Having worked with mind maps as a tool in my career, I could kick myself for not having thought of it sooner. They worked. For each section of the course we took a piece of paper and as we were researching materials we mapped out key pieces of information and their references onto the mind map. Once all our research for that section was done and we were happy with the flow and structure of the section, the writing began. What became apparent was something I had not anticipated – that when I started writing the section I almost did not need the mind map. The structure was already in my head. It was almost as if the act of doing the mind map actually got the mental index right, an external process ordering the internal one. This process helped us to write over 400,000 words of course material in a remarkably short space of time.
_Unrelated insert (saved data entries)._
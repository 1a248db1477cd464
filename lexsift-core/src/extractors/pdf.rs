use super::extractor::{ExtractError, TextExtractor};
use crate::types::DocumentFormat;

/// PDF text extraction via the `pdf-extract` crate.
///
/// Per-page text is joined with a single space. A page with no
/// extractable text (a scanned image without an OCR layer) contributes
/// an empty string, so an image-only PDF yields whitespace-only output
/// and falls through to the Unknown classification.
pub struct PdfExtractor;

impl PdfExtractor {
    pub fn new() -> Self {
        Self
    }
}

impl Default for PdfExtractor {
    fn default() -> Self {
        Self::new()
    }
}

impl TextExtractor for PdfExtractor {
    fn extract(&self, bytes: &[u8]) -> Result<String, ExtractError> {
        let pages = pdf_extract::extract_text_from_mem_by_pages(bytes)?;
        Ok(pages.join(" "))
    }

    fn name(&self) -> &str {
        "pdf"
    }

    fn supports(&self, format: DocumentFormat) -> bool {
        format == DocumentFormat::Pdf
    }
}
use super::extractor::{ExtractError, TextExtractor};
use crate::types::DocumentFormat;
use quick_xml::events::Event;
use quick_xml::Reader;
use std::io::{Cursor, Read};

/// Word document text extraction.
///
/// A `.docx` file is a zip archive whose `word/document.xml` carries the
/// body as paragraphs (`w:p`) of text runs (`w:t`). Run text is
/// concatenated per paragraph and paragraphs are joined with a single
/// space. Legacy binary `.doc` files are not zip archives, so they fail
/// the archive open and surface as an [`ExtractError::Archive`].
pub struct WordExtractor;

impl WordExtractor {
    pub fn new() -> Self {
        Self
    }
}

impl Default for WordExtractor {
    fn default() -> Self {
        Self::new()
    }
}

impl TextExtractor for WordExtractor {
    fn extract(&self, bytes: &[u8]) -> Result<String, ExtractError> {
        let mut archive = zip::ZipArchive::new(Cursor::new(bytes))?;

        let mut document_xml = String::new();
        {
            let mut entry = archive.by_name("word/document.xml")?;
            entry.read_to_string(&mut document_xml)?;
        }

        extract_paragraph_text(&document_xml)
    }

    fn name(&self) -> &str {
        "word"
    }

    fn supports(&self, format: DocumentFormat) -> bool {
        format == DocumentFormat::Word
    }
}

/// Pull paragraph text out of a `word/document.xml` body.
fn extract_paragraph_text(document_xml: &str) -> Result<String, ExtractError> {
    let mut reader = Reader::from_str(document_xml);

    let mut paragraphs: Vec<String> = Vec::new();
    let mut current = String::new();
    let mut in_run_text = false;

    loop {
        match reader.read_event()? {
            Event::Start(e) if e.name().as_ref() == b"w:t" => in_run_text = true,
            Event::End(e) => match e.name().as_ref() {
                b"w:t" => in_run_text = false,
                // Every paragraph lands in the output, empty ones
                // included; the classifier tolerates whitespace runs.
                b"w:p" => paragraphs.push(std::mem::take(&mut current)),
                _ => {}
            },
            Event::Empty(e) => match e.name().as_ref() {
                b"w:tab" => current.push('\t'),
                b"w:br" => current.push('\n'),
                _ => {}
            },
            Event::Text(t) if in_run_text => current.push_str(&t.unescape()?),
            Event::Eof => break,
            _ => {}
        }
    }

    Ok(paragraphs.join(" "))
}
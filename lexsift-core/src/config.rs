use crate::types::DocumentType;
use anyhow::Result;
use serde::{Deserialize, Serialize};
use std::collections::HashMap;

/// Optional classifier configuration, loaded from YAML.
///
/// The label set is closed, so configuration cannot introduce new
/// document types; it can only append extra patterns to the built-in
/// rules. Built-in patterns always stay first within each rule and the
/// rule scan order is fixed. Entries keyed by `unknown` are ignored;
/// Unknown is the fallthrough, not a rule.
#[derive(Debug, Clone, Default, Serialize, Deserialize)]
pub struct ClassifierConfig {
    /// Extra patterns per document type, e.g.
    ///
    /// ```yaml
    /// extra_patterns:
    ///   certificate_of_incorporation:
    ///     - 'CERTIFICATE\s+OF\s+FORMATION'
    /// ```
    #[serde(default)]
    pub extra_patterns: HashMap<DocumentType, Vec<String>>,
}

impl ClassifierConfig {
    /// Load config from file path (functional approach)
    pub fn load_from_file(path: &str) -> Result<Self> {
        let content = std::fs::read_to_string(path)?;
        let config: ClassifierConfig = serde_yaml::from_str(&content)?;
        Ok(config)
    }

    /// Load config with fallback to default
    pub fn load_with_fallback(path: Option<&str>) -> Self {
        match path {
            Some(p) => Self::load_from_file(p).unwrap_or_else(|_| {
                eprintln!("⚠️  Failed to load config from {}, using defaults", p);
                Self::default()
            }),
            None => Self::default(),
        }
    }

    pub fn extra_patterns_for(&self, doc_type: DocumentType) -> &[String] {
        self.extra_patterns
            .get(&doc_type)
            .map(|patterns| patterns.as_slice())
            .unwrap_or(&[])
    }
}

#[cfg(test)]
mod tests {
    use super::*;

    #[test]
    fn parses_extra_patterns_yaml() {
        let yaml = r"
extra_patterns:
  certificate_of_incorporation:
    - 'CERTIFICATE\s+OF\s+FORMATION'
";
        let config: ClassifierConfig = serde_yaml::from_str(yaml).unwrap();
        assert_eq!(
            config.extra_patterns_for(DocumentType::CertificateOfIncorporation),
            [r"CERTIFICATE\s+OF\s+FORMATION".to_string()]
        );
        assert!(config
            .extra_patterns_for(DocumentType::StockPurchaseAgreement)
            .is_empty());
    }

    #[test]
    fn empty_yaml_gives_defaults() {
        let config: ClassifierConfig = serde_yaml::from_str("{}").unwrap();
        assert!(config.extra_patterns.is_empty());
    }
}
I have since then used mind maps as a key part of my writing process, fiction and non-fiction alike, as well as when I do talks or interviews. If you get the information right on one page it will flow when you start putting words down. I have since then migrated from paper to a tool called FreeMind. This is an easy to use and free mind mapping tool that makes the job a whole lot easier. Google FreeMind and you will find quite a few sources to download it from.
Do you use mind maps when you write? Or do you have another technique that helps you get your thoughts in order?